##### PROVIDED DATA

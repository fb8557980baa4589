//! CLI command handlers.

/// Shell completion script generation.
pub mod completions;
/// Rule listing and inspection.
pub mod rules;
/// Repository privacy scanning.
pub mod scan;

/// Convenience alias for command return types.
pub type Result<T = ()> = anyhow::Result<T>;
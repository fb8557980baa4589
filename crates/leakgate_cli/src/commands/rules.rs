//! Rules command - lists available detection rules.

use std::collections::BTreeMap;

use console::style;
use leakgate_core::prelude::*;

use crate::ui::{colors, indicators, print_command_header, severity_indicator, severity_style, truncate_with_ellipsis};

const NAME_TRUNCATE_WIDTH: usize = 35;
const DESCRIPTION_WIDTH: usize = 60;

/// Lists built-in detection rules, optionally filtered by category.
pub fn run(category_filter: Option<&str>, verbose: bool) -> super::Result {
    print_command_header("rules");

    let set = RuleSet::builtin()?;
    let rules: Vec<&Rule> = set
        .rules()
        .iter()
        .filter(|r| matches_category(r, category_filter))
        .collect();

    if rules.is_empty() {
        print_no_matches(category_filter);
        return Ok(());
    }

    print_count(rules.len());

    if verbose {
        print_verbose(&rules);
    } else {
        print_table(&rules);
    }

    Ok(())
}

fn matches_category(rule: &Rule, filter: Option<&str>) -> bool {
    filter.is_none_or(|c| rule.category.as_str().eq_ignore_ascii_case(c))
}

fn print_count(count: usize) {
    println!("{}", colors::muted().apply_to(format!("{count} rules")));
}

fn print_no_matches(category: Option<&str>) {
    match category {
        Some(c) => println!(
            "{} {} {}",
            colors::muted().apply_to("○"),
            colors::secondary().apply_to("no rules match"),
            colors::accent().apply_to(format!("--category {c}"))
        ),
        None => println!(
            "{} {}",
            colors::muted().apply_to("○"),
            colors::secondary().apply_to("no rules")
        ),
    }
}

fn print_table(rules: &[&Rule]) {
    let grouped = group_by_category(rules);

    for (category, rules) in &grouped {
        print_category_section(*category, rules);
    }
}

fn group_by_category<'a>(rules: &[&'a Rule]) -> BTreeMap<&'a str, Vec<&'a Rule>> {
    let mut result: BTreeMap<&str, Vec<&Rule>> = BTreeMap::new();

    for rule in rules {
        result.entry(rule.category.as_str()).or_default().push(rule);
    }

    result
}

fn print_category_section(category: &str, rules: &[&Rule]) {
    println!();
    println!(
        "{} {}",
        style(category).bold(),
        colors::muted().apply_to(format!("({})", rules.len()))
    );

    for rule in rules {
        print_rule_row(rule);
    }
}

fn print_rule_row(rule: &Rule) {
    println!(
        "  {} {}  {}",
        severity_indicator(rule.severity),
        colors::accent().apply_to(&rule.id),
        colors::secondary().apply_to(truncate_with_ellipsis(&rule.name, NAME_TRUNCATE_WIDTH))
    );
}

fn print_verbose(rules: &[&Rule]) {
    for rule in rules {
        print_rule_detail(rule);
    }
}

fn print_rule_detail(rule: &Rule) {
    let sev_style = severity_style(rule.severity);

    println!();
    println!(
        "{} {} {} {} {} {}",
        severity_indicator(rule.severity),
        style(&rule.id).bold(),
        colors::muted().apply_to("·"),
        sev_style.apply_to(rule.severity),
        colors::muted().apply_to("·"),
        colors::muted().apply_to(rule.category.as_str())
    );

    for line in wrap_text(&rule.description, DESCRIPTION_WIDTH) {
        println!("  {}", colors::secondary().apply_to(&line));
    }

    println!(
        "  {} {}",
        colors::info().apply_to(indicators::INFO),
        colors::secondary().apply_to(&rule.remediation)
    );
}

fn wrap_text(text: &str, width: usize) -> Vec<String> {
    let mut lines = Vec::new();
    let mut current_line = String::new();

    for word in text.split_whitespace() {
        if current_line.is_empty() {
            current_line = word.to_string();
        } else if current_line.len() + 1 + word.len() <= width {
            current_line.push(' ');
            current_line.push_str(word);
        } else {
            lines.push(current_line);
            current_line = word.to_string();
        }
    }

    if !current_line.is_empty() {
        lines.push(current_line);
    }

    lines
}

##########

▶ [WORK REQUIRED]:
All the data above must be copied again. Leave nothing out.

▶ [ANSWER SPACE]:
repository fb8557980baa4589
//! CLI command handlers.

/// Shell completion script generation.
pub mod completions;
/// Rule listing and inspection.
pub mod rules;
/// Repository privacy scanning.
pub mod scan;

/// Convenience alias for command return types.
pub type Result<T = ()> = anyhow::Result<T>;
repository fb8557980baa4589
filename crates/leakgate_cli/src/commands/rules.rs
//! Rules command - lists available detection rules.

use std::collections::BTreeMap;

use console::style;
use leakgate_core::prelude::*;

use crate::ui::{colors, indicators, print_command_header, severity_indicator, severity_style, truncate_with_ellipsis};

const NAME_TRUNCATE_WIDTH: usize = 35;
const DESCRIPTION_WIDTH: usize = 60;

/// Lists built-in detection rules, optionally filtered by category.
pub fn run(category_filter: Option<&str>, verbose: bool) -> super::Result {
    print_command_header("rules");

    let set = RuleSet::builtin()?;
    let rules: Vec<&Rule> = set
        .rules()
        .iter()
        .filter(|r| matches_category(r, category_filter))
        .collect();

    if rules.is_empty() {
        print_no_matches(category_filter);
        return Ok(());
    }

    print_count(rules.len());

    if verbose {
        print_verbose(&rules);
    } else {
        print_table(&rules);
    }

    Ok(())
}

fn matches_category(rule: &Rule, filter: Option<&str>) -> bool {
    filter.is_none_or(|c| rule.category.as_str().eq_ignore_ascii_case(c))
}

fn print_count(count: usize) {
    println!("{}", colors::muted().apply_to(format!("{count} rules")));
}

fn print_no_matches(category: Option<&str>) {
    match category {
        Some(c) => println!(
            "{} {} {}",
            colors::muted().apply_to("○"),
            colors::secondary().apply_to("no rules match"),
            colors::accent().apply_to(format!("--category {c}"))
        ),
        None => println!(
            "{} {}",
            colors::muted().apply_to("○"),
            colors::secondary().apply_to("no rules")
        ),
    }
}

fn print_table(rules: &[&Rule]) {
    let grouped = group_by_category(rules);

    for (category, rules) in &grouped {
        print_category_section(*category, rules);
    }
}

fn group_by_category<'a>(rules: &[&'a Rule]) -> BTreeMap<&'a str, Vec<&'a Rule>> {
    let mut result: BTreeMap<&str, Vec<&Rule>> = BTreeMap::new();

    for rule in rules {
        result.entry(rule.category.as_str()).or_default().push(rule);
    }

    result
}

fn print_category_section(category: &str, rules: &[&Rule]) {
    println!();
    println!(
        "{} {}",
        style(category).bold(),
        colors::muted().apply_to(format!("({})", rules.len()))
    );

    for rule in rules {
        print_rule_row(rule);
    }
}

fn print_rule_row(rule: &Rule) {
    println!(
        "  {} {}  {}",
        severity_indicator(rule.severity),
        colors::accent().apply_to(&rule.id),
        colors::secondary().apply_to(truncate_with_ellipsis(&rule.name, NAME_TRUNCATE_WIDTH))
    );
}

fn print_verbose(rules: &[&Rule]) {
    for rule in rules {
        print_rule_detail(rule);
    }
}

fn print_rule_detail(rule: &Rule) {
    let sev_style = severity_style(rule.severity);

    println!();
    println!(
        "{} {} {} {} {} {}",
        severity_indicator(rule.severity),
        style(&rule.id).bold(),
        colors::muted().apply_to("·"),
        sev_style.apply_to(rule.severity),
        colors::muted().apply_to("·"),
        colors::muted().apply_to(rule.category.as_str())
    );

    for line in wrap_text(&rule.description, DESCRIPTION_WIDTH) {
        println!("  {}", colors::secondary().apply_to(&line));
    }

    println!(
        "  {} {}",
        colors::info().apply_to(indicators::INFO),
        colors::secondary().apply_to(&rule.remediation)
    );
}

fn wrap_text(text: &str, width: usize) -> Vec<String> {
    let mut lines = Vec::new();
    let mut current_line = String::new();

    for word in text.split_whitespace() {
        if current_line.is_empty() {
            current_line = word.to_string();
        } else if current_line.len() + 1 + word.len() <= width {
            current_line.push(' ');
            current_line.push_str(word);
        } else {
            lines.push(current_line);
            current_line = word.to_string();
        }
    }

    if !current_line.is_empty() {
        lines.push(current_line);
    }

    lines
}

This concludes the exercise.